In the State of Texas, Waco and San Angelo have both suffered. Texas was notified ahead of time, but there is very little you can do except batten down all possible buildings and wait for the strike of the wind.

This is one of the cases where the Red Cross is called in at once and we have to count on the Red Cross to give the aid which is always sorely needed in a catastrophe of this kind.

Our own government may not be hopeful on the question of Four Power talks as suggested by Mr. Churchill but apparently such a reunion of top people meets with approval in Europe. That is because Europe is so much nearer to the Soviet Union. They would give almost anything for a reassuring announcement, being certain that if the Soviets ever attack, they will be the first victims.
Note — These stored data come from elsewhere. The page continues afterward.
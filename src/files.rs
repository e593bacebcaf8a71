//! Serving root: loads static content by request path.
//!
//! [`DirectoryProvider`] looks a path up in an ordered list of root
//! directories (by default `./templates` for pages, then `./static` for
//! stylesheets, scripts and fonts) and returns the first hit.

use std::io;
use std::path::{Component, Path, PathBuf};

#[derive(Debug, thiserror::Error)]
pub enum FileError {
    #[error("file not found: {0}")]
    NotFound(String),
    #[error("failed to read {path}: {source}")]
    Io {
        path: String,
        #[source]
        source: io::Error,
    },
}

/// Source of static file contents, keyed by request path.
pub trait FileProvider: Send + Sync {
    fn load(&self, path: &str) -> Result<Vec<u8>, FileError>;
}

#[derive(Debug, Clone)]
pub struct DirectoryProvider {
    roots: Vec<PathBuf>,
}

impl DirectoryProvider {
    pub fn new(roots: impl IntoIterator<Item = impl Into<PathBuf>>) -> Self {
        Self {
            roots: roots.into_iter().map(Into::into).collect(),
        }
    }
}

impl FileProvider for DirectoryProvider {
    fn load(&self, path: &str) -> Result<Vec<u8>, FileError> {
        let relative = sanitize(path).ok_or_else(|| FileError::NotFound(path.to_string()))?;

        for root in &self.roots {
            let candidate = root.join(&relative);
            if !candidate.is_file() {
                continue;
            }

            // std::fs::read closes the handle on both the success and error path
            return match std::fs::read(&candidate) {
                Ok(bytes) => {
                    tracing::debug!(path, file = %candidate.display(), bytes = bytes.len(), "Loaded file");
                    Ok(bytes)
                }
                Err(e) if e.kind() == io::ErrorKind::NotFound => {
                    Err(FileError::NotFound(path.to_string()))
                }
                Err(source) => Err(FileError::Io {
                    path: path.to_string(),
                    source,
                }),
            };
        }

        Err(FileError::NotFound(path.to_string()))
    }
}

/// Turns a request path into a path relative to a root.
///
/// Returns `None` for empty paths and for anything that could climb out of the
/// root (`..`, absolute prefixes).
fn sanitize(path: &str) -> Option<PathBuf> {
    let trimmed = path.trim_start_matches('/');
    if trimmed.is_empty() {
        return None;
    }

    let mut relative = PathBuf::new();
    for component in Path::new(trimmed).components() {
        match component {
            Component::Normal(part) => relative.push(part),
            Component::CurDir => {}
            Component::ParentDir | Component::RootDir | Component::Prefix(_) => return None,
        }
    }

    (!relative.as_os_str().is_empty()).then_some(relative)
}
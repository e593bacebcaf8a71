//! Request handlers and path-based dispatch.
//!
//! A [`Handler`] is bound to one exact URL path. The [`router::Router`] picks
//! the first binding whose path equals the request path; anything unbound
//! falls through to [`static_files::StaticController`].

pub mod login;
pub mod router;
pub mod static_files;
pub mod user_create;

pub use login::LoginHandler;
pub use router::Router;
pub use static_files::StaticController;
pub use user_create::CreateUserHandler;

use crate::http::request::Request;
use crate::http::response::Response;

/// Produces the response for requests on a single bound path.
///
/// Implementations are shared across connection tasks and must not keep
/// per-request state.
pub trait Handler: Send + Sync {
    /// The exact path this handler is bound to, e.g. `/user/login`.
    fn url(&self) -> &str;

    fn is_same_url(&self, path: &str) -> bool {
        self.url() == path
    }

    /// Handles the request. An error is logged by the router and answered
    /// with `500 Internal Server Error`.
    fn work(&self, request: &Request) -> anyhow::Result<Response>;
}
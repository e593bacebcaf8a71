use std::path::PathBuf;

use bytes::Bytes;
use webserver::files::DirectoryProvider;
use webserver::http::headers::Headers;
use webserver::http::response::{HTML_UTF8, Response, ResponseBuilder};
use webserver::http::status::{StatusCode, StatusLine};

fn fixtures() -> DirectoryProvider {
    let base = PathBuf::from(env!("CARGO_MANIFEST_DIR")).join("tests/fixtures");
    DirectoryProvider::new([base.join("templates"), base.join("static")])
}

/// Splits serialized bytes into (head, body) at the first blank line.
fn split_wire(bytes: &[u8]) -> (String, Vec<u8>) {
    let pos = bytes
        .windows(4)
        .position(|w| w == b"\r\n\r\n")
        .expect("no header terminator");
    let head = String::from_utf8(bytes[..pos].to_vec()).unwrap();
    (head, bytes[pos + 4..].to_vec())
}

#[test]
fn test_status_code_as_u16() {
    assert_eq!(StatusCode::Ok.as_u16(), 200);
    assert_eq!(StatusCode::Created.as_u16(), 201);
    assert_eq!(StatusCode::NoContent.as_u16(), 204);
    assert_eq!(StatusCode::Found.as_u16(), 302);
    assert_eq!(StatusCode::BadRequest.as_u16(), 400);
    assert_eq!(StatusCode::NotFound.as_u16(), 404);
    assert_eq!(StatusCode::MethodNotAllowed.as_u16(), 405);
    assert_eq!(StatusCode::InternalServerError.as_u16(), 500);
}

#[test]
fn test_status_code_reason_phrase() {
    assert_eq!(StatusCode::Ok.reason_phrase(), "OK");
    assert_eq!(StatusCode::Found.reason_phrase(), "Found");
    assert_eq!(StatusCode::BadRequest.reason_phrase(), "Bad Request");
    assert_eq!(StatusCode::NotFound.reason_phrase(), "Not Found");
    assert_eq!(
        StatusCode::InternalServerError.reason_phrase(),
        "Internal Server Error"
    );
}

#[test]
fn test_status_line_display() {
    let line = StatusLine::new(StatusCode::NotFound);

    assert_eq!(line.to_string(), "HTTP/1.1 404 Not Found");
    assert_eq!(line.protocol(), "HTTP");
    assert_eq!(line.version(), "1.1");
    assert_eq!(line.code(), "404");
    assert_eq!(line.reason_phrase(), "Not Found");
}

#[test]
fn test_response_builder_content_sets_length() {
    let body = b"This is the body".to_vec();
    let response = ResponseBuilder::new(StatusCode::Ok)
        .content("text/plain", body.clone())
        .build();

    assert_eq!(response.headers.get("Content-Type"), Some("text/plain"));
    assert_eq!(response.headers.get("Content-Length"), Some(body.len().to_string().as_str()));
    assert_eq!(response.body, Bytes::from(body));
}

#[test]
fn test_response_builder_header_replaces() {
    let response = ResponseBuilder::new(StatusCode::Ok)
        .header("X-Custom", "one")
        .header("X-Custom", "two")
        .build();

    assert_eq!(response.headers.len(), 1);
    assert_eq!(response.headers.get("X-Custom"), Some("two"));
}

#[test]
fn test_response_builder_body_leaves_headers_alone() {
    let response = ResponseBuilder::new(StatusCode::Ok)
        .body(b"raw".to_vec())
        .build();

    assert!(response.headers.is_empty());
    assert_eq!(response.body.as_ref(), b"raw");
}

#[test]
fn test_from_bytes_is_html() {
    let response = Response::from_bytes(StatusCode::Ok, b"<h1>hi</h1>".to_vec());

    assert_eq!(response.status(), 200);
    assert_eq!(response.headers.get("Content-Type"), Some(HTML_UTF8));
    assert_eq!(response.headers.get("Content-Length"), Some("11"));
}

#[test]
fn test_redirect_with_cookie() {
    let response = Response::redirect("/index.html", [("Set-Cookie", "logined=true; Path=/")]);

    assert_eq!(response.status(), 302);
    assert_eq!(response.status_line.reason_phrase(), "Found");
    assert_eq!(response.headers.get("Location"), Some("/index.html"));
    assert_eq!(response.headers.get("Set-Cookie"), Some("logined=true; Path=/"));
    assert!(response.body.is_empty());
}

#[test]
fn test_redirect_extra_location_overwrites() {
    let response = Response::redirect("/a.html", [("Location", "/b.html")]);

    assert_eq!(response.headers.get("Location"), Some("/b.html"));
    assert_eq!(response.headers.len(), 1);
}

#[test]
fn test_found_has_only_location() {
    let response = Response::found("/index.html");

    assert_eq!(response.status(), 302);
    assert_eq!(response.headers.len(), 1);
}

#[test]
fn test_with_status_only_is_bare() {
    let response = Response::with_status_only(StatusCode::NoContent);

    assert_eq!(response.status(), 204);
    assert!(response.headers.is_empty());
    assert!(response.body.is_empty());
    assert_eq!(response.serialize(), b"HTTP/1.1 204 No Content\r\n\r\n".to_vec());
}

#[test]
fn test_from_parts_defaults() {
    let response = Response::from_parts(None, None, None);

    assert_eq!(response.status(), 400);
    assert!(response.headers.is_empty());
    assert!(response.body.is_empty());

    let mut headers = Headers::new();
    headers.insert("X-Kept", "yes");
    let response = Response::from_parts(
        Some(StatusLine::new(StatusCode::Ok)),
        Some(headers),
        Some(Bytes::from_static(b"ok")),
    );
    assert_eq!(response.status(), 200);
    assert_eq!(response.headers.get("X-Kept"), Some("yes"));
    assert_eq!(response.body.as_ref(), b"ok");
}

#[test]
fn test_serialize_exact_bytes() {
    let response = Response::redirect("/index.html", [("Set-Cookie", "logined=true; Path=/")]);

    assert_eq!(
        response.serialize(),
        b"HTTP/1.1 302 Found\r\nLocation: /index.html\r\nSet-Cookie: logined=true; Path=/\r\n\r\n"
            .to_vec()
    );
}

#[test]
fn test_serialize_keeps_binary_body() {
    let body = vec![0u8, 159, 146, 150, 255];
    let response = ResponseBuilder::new(StatusCode::Ok)
        .content("image/png", body.clone())
        .build();

    let (head, wire_body) = split_wire(&response.serialize());
    assert!(head.starts_with("HTTP/1.1 200 OK\r\n"));
    assert_eq!(wire_body, body);
}

#[test]
fn test_from_file_content_length_matches_wire_body() {
    let response = Response::from_file(&fixtures(), "/index.html", StatusCode::Ok);

    assert_eq!(response.status(), 200);
    assert_eq!(response.headers.get("Content-Type"), Some("text/html"));

    let (head, body) = split_wire(&response.serialize());
    let declared: usize = head
        .lines()
        .find_map(|l| l.strip_prefix("Content-Length: "))
        .unwrap()
        .parse()
        .unwrap();
    assert_eq!(declared, body.len());

    let on_disk = std::fs::read(
        PathBuf::from(env!("CARGO_MANIFEST_DIR")).join("tests/fixtures/templates/index.html"),
    )
    .unwrap();
    assert_eq!(body, on_disk);
}

#[test]
fn test_from_file_searches_roots_in_order() {
    let response = Response::from_file(&fixtures(), "/css/styles.css", StatusCode::Ok);

    assert_eq!(response.status(), 200);
    assert_eq!(response.headers.get("Content-Type"), Some("text/css"));
}

#[test]
fn test_from_file_missing_is_internal_error() {
    let response = Response::from_file(&fixtures(), "/nope.html", StatusCode::Ok);

    assert_eq!(response, Response::internal_error());
    assert!(response.headers.is_empty());
    assert!(response.body.is_empty());
}

#[test]
fn test_from_file_unsupported_mime_is_internal_error() {
    let response = Response::from_file(&fixtures(), "/data.xyz", StatusCode::Ok);

    assert_eq!(response.status(), 500);
}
From our own point of view, I saw the possibility that it might be hard to meet with the Soviets just now because nobody knows who is the top man, but perhaps it will be a long time before the Soviets decide on any top man and we may have to get accustomed to dealing with a group of men.

I have a feeling that it may be time for a top man meeting, but I do realize all the difficulties that center around such an undertaking. It is quite a different matter for someone outside than it is for a person who actually has to carry the ball.

I had a letter the other day from a member of the Oregon Legislature which tells me that they have passed a bill allowing mothers of low income to deduct $60.00 a month from their gross income if it is spent for child care and baby sitters during the hours they are employed.

It seems to me this law might be one worth considering in other states since it is very evident that a working mother, and there are many who have full responsibility for one or more children, has as much right to deduct this child care expense as a man to deduct for business expenses.

The Oregon law, of course, pertains only to state taxes and there is no law that touches the federal taxes, and yet I think this very essential. Some deduction should be allowed on the federal taxes as well as on the state.

Revisions in a number of matters of this kind should, I think, be taken up and carefully acted upon. Just as I spoke of some of the changes that are necessary in the old age assistance law, I think there are changes which should be made in many other areas, but only after careful study.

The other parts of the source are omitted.